Dinner plates on plate stands step 3 -

For dinner plates, place them on plate stands so their lovely pattern or shape can be shown off.  Spread them evenly throughout the shelving and get ready to do some layering because using dinner plates only on an 8-10” shelf will make them look lonely.

But remember, you have the entire place setting to work with! 

Create vignettes with plates step 4 -

In this display, the dinner plate is the background, the uniquely shaped dessert plate shows up nicely in front of it when placed on a plate stand.  Add the cup and saucer and a special soup bowl and the shelf looks complete.

Repeat the vignettes step 5 -

Stack your display on multiple shelves and your china cabinet really starts to take shape!

China cabinet almost done step 6 -

Ok, you’ve made great progress and it’s time to step back and think about what else you could add to give your fine display some pizzazz.  Over the years I have added silk flowers in and among the dinnerware either just lying on the shelf or in tiny glass vases.  Interspersing a collection of salt & pepper shakers would be nice. I’ve seen porcelain figurines, trivets, wine glasses, greeting cards, ornaments, all sorts of things added to these displays to make them special. 
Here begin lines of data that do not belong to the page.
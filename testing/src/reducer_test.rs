//! Ergonomic testing utilities for reducers
//!
//! This module provides a fluent API for testing reducers with readable Given-When-Then syntax.

#![allow(clippy::module_name_repetitions)] // ReducerTest is the natural name

use gatepass_core::{effect::Effect, reducer::Reducer};

/// Type alias for state assertion functions
type StateAssertion<S> = Box<dyn FnOnce(&S)>;

/// Type alias for effect assertion functions
type EffectAssertion<A> = Box<dyn FnOnce(&[Effect<A>])>;

/// Fluent API for testing reducers with Given-When-Then syntax
///
/// # Example
///
/// ```ignore
/// use gatepass_testing::ReducerTest;
///
/// ReducerTest::new(ScannerReducer)
///     .with_env(test_environment())
///     .given_state(ScannerState {
///         phase: ScannerPhase::Scanning,
///         cycle: 1,
///         ..ScannerState::new()
///     })
///     .when_action(ScannerAction::FrameDecoded { payload: url })
///     .then_state(|state| {
///         assert!(matches!(state.phase, ScannerPhase::Validating { .. }));
///     })
///     .then_effects(|effects| {
///         assert_eq!(effects.len(), 1);
///     })
///     .run();
/// ```
pub struct ReducerTest<R, S, A, E>
where
    R: Reducer<State = S, Action = A, Environment = E>,
{
    reducer: R,
    environment: Option<E>,
    initial_state: Option<S>,
    action: Option<A>,
    state_assertions: Vec<StateAssertion<S>>,
    effect_assertions: Vec<EffectAssertion<A>>,
}

impl<R, S, A, E> ReducerTest<R, S, A, E>
where
    R: Reducer<State = S, Action = A, Environment = E>,
    S: Clone,
    A: Clone,
{
    /// Create a new reducer test with the given reducer
    #[must_use]
    pub const fn new(reducer: R) -> Self {
        Self {
            reducer,
            environment: None,
            initial_state: None,
            action: None,
            state_assertions: Vec::new(),
            effect_assertions: Vec::new(),
        }
    }

    /// Set the environment for the test
    #[must_use]
    pub fn with_env(mut self, env: E) -> Self {
        self.environment = Some(env);
        self
    }

    /// Set the initial state (Given)
    #[must_use]
    pub fn given_state(mut self, state: S) -> Self {
        self.initial_state = Some(state);
        self
    }

    /// Set the action to test (When)
    #[must_use]
    pub fn when_action(mut self, action: A) -> Self {
        self.action = Some(action);
        self
    }

    /// Add an assertion about the resulting state (Then)
    #[must_use]
    pub fn then_state<F>(mut self, assertion: F) -> Self
    where
        F: FnOnce(&S) + 'static,
    {
        self.state_assertions.push(Box::new(assertion));
        self
    }

    /// Add an assertion about the resulting effects (Then)
    #[must_use]
    pub fn then_effects<F>(mut self, assertion: F) -> Self
    where
        F: FnOnce(&[Effect<A>]) + 'static,
    {
        self.effect_assertions.push(Box::new(assertion));
        self
    }

    /// Run the test and execute all assertions
    ///
    /// # Panics
    ///
    /// Panics if initial state, action, or environment is not set,
    /// or if any assertions fail.
    #[allow(clippy::panic)] // Test code can panic
    #[allow(clippy::expect_used)] // Test code can use expect
    pub fn run(self) {
        let mut state = self
            .initial_state
            .expect("Initial state must be set with given_state()");

        let action = self.action.expect("Action must be set with when_action()");

        let env = self
            .environment
            .expect("Environment must be set with with_env()");

        // Execute reducer
        let effects = self.reducer.reduce(&mut state, action, &env);

        // Run state assertions
        for assertion in self.state_assertions {
            assertion(&state);
        }

        // Run effect assertions
        for assertion in self.effect_assertions {
            assertion(&effects);
        }
    }
}

/// Helper assertions for effects
pub mod assertions {
    use gatepass_core::effect::Effect;
    use std::time::Duration;

    /// Assert that there are no effects
    ///
    /// # Panics
    ///
    /// Panics if effects is not empty.
    #[allow(clippy::panic)] // Test assertion
    pub fn assert_no_effects<A: std::fmt::Debug>(effects: &[Effect<A>]) {
        assert!(
            effects.iter().all(Effect::is_none),
            "Expected no effects, but found {}: {:?}",
            effects.len(),
            effects
        );
    }

    /// Assert the number of effects
    ///
    /// # Panics
    ///
    /// Panics if the number of effects doesn't match expected.
    #[allow(clippy::panic)] // Test assertion
    pub fn assert_effects_count<A>(effects: &[Effect<A>], expected: usize) {
        assert_eq!(
            effects.len(),
            expected,
            "Expected {} effects, but found {}",
            expected,
            effects.len()
        );
    }

    /// Assert that effects contain at least one Future effect
    ///
    /// Searches nested `Parallel` and `Sequential` effects too.
    ///
    /// # Panics
    ///
    /// Panics if no Future effect is found.
    #[allow(clippy::panic)] // Test assertion
    pub fn assert_has_future_effect<A>(effects: &[Effect<A>]) {
        assert!(
            effects.iter().any(has_future),
            "Expected at least one Future effect, but none found"
        );
    }

    /// Count Future effects, including nested ones
    #[must_use]
    pub fn count_future_effects<A>(effects: &[Effect<A>]) -> usize {
        effects
            .iter()
            .map(|e| match e {
                Effect::Future(_) => 1,
                Effect::Parallel(inner) | Effect::Sequential(inner) => count_future_effects(inner),
                Effect::None | Effect::Delay { .. } => 0,
            })
            .sum()
    }

    fn has_future<A>(effect: &Effect<A>) -> bool {
        count_future_effects(std::slice::from_ref(effect)) > 0
    }

    /// Assert that effects contain a `Delay` of exactly `duration`
    ///
    /// Searches nested `Parallel` and `Sequential` effects too.
    ///
    /// # Panics
    ///
    /// Panics if no such Delay effect is found.
    #[allow(clippy::panic)] // Test assertion
    pub fn assert_has_delay_effect<A>(effects: &[Effect<A>], duration: Duration) {
        assert!(
            effects.iter().any(|e| has_delay(e, duration)),
            "Expected a Delay effect of {duration:?}, but none found"
        );
    }

    /// Assert that no effect schedules a delayed action
    ///
    /// # Panics
    ///
    /// Panics if any Delay effect is found.
    #[allow(clippy::panic)] // Test assertion
    pub fn assert_no_delay_effect<A>(effects: &[Effect<A>]) {
        assert!(
            !effects.iter().any(|e| has_any_delay(e)),
            "Expected no Delay effect"
        );
    }

    fn has_delay<A>(effect: &Effect<A>, expected: Duration) -> bool {
        match effect {
            Effect::Delay { duration, .. } => *duration == expected,
            Effect::Parallel(inner) | Effect::Sequential(inner) => {
                inner.iter().any(|e| has_delay(e, expected))
            },
            Effect::None | Effect::Future(_) => false,
        }
    }

    fn has_any_delay<A>(effect: &Effect<A>) -> bool {
        match effect {
            Effect::Delay { .. } => true,
            Effect::Parallel(inner) | Effect::Sequential(inner) => inner.iter().any(has_any_delay),
            Effect::None | Effect::Future(_) => false,
        }
    }
}

#[cfg(test)]
mod tests {
    use super::*;
    use gatepass_core::effect::Effect;
    use gatepass_core::reducer::Reducer;

    #[derive(Clone, Debug)]
    struct TestState {
        count: i32,
    }

    #[derive(Clone, Debug)]
    enum TestAction {
        Increment,
        Decrement,
    }

    struct TestReducer;

    struct TestEnv;

    impl Reducer for TestReducer {
        type State = TestState;
        type Action = TestAction;
        type Environment = TestEnv;

        fn reduce(
            &self,
            state: &mut Self::State,
            action: Self::Action,
            _env: &Self::Environment,
        ) -> gatepass_core::SmallVec<[Effect<Self::Action>; 4]> {
            match action {
                TestAction::Increment => {
                    state.count += 1;
                    gatepass_core::smallvec![Effect::None]
                }
                TestAction::Decrement => {
                    state.count -= 1;
                    gatepass_core::smallvec![Effect::None]
                }
            }
        }
    }

    #[test]
    fn test_reducer_test_increment() {
        ReducerTest::new(TestReducer)
            .with_env(TestEnv)
            .given_state(TestState { count: 0 })
            .when_action(TestAction::Increment)
            .then_state(|state| {
                assert_eq!(state.count, 1);
            })
            .then_effects(|effects| {
                assertions::assert_no_effects(effects);
            })
            .run();
    }

    #[test]
    fn test_reducer_test_decrement() {
        ReducerTest::new(TestReducer)
            .with_env(TestEnv)
            .given_state(TestState { count: 5 })
            .when_action(TestAction::Decrement)
            .then_state(|state| {
                assert_eq!(state.count, 4);
            })
            .run();
    }

    #[test]
    fn test_assertions_no_effects() {
        assertions::assert_no_effects::<TestAction>(&[Effect::None]);
        assertions::assert_no_effects::<TestAction>(&[]);
    }

    #[test]
    fn test_assertions_effects_count() {
        assertions::assert_effects_count(&[Effect::<TestAction>::None], 1);
        assertions::assert_effects_count::<TestAction>(&[], 0);
    }

    #[test]
    fn test_assertions_find_nested_effects() {
        let effects = [Effect::merge(vec![
            Effect::Future(Box::pin(async { Some(TestAction::Increment) })),
            Effect::Delay {
                duration: std::time::Duration::from_secs(3),
                action: Box::new(TestAction::Decrement),
            },
        ])];

        assertions::assert_has_future_effect(&effects);
        assertions::assert_has_delay_effect(&effects, std::time::Duration::from_secs(3));
        assert_eq!(assertions::count_future_effects(&effects), 1);
        assertions::assert_no_delay_effect::<TestAction>(&[Effect::None]);
    }
}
Add meaningful accessories step 7 -

As you can see, I added framed black and white photographs to the center of my display.  The photos are of my grandparents, who gave me the china that is displayed.  In other words, the addition of photos to the cabinet make sense, they complete the story I’m telling.

Add softness to china cabinet step 8 -

I didn’t add flowers to these displays because my grandmother didn’t like flowers…odd, but instead I placed lace doilies on the center shelves that held their photos further emphasizing the center area and as well as the antique quality of everything in the cabinet.

With the addition of the lace I stepped back and felt confident my display was complete.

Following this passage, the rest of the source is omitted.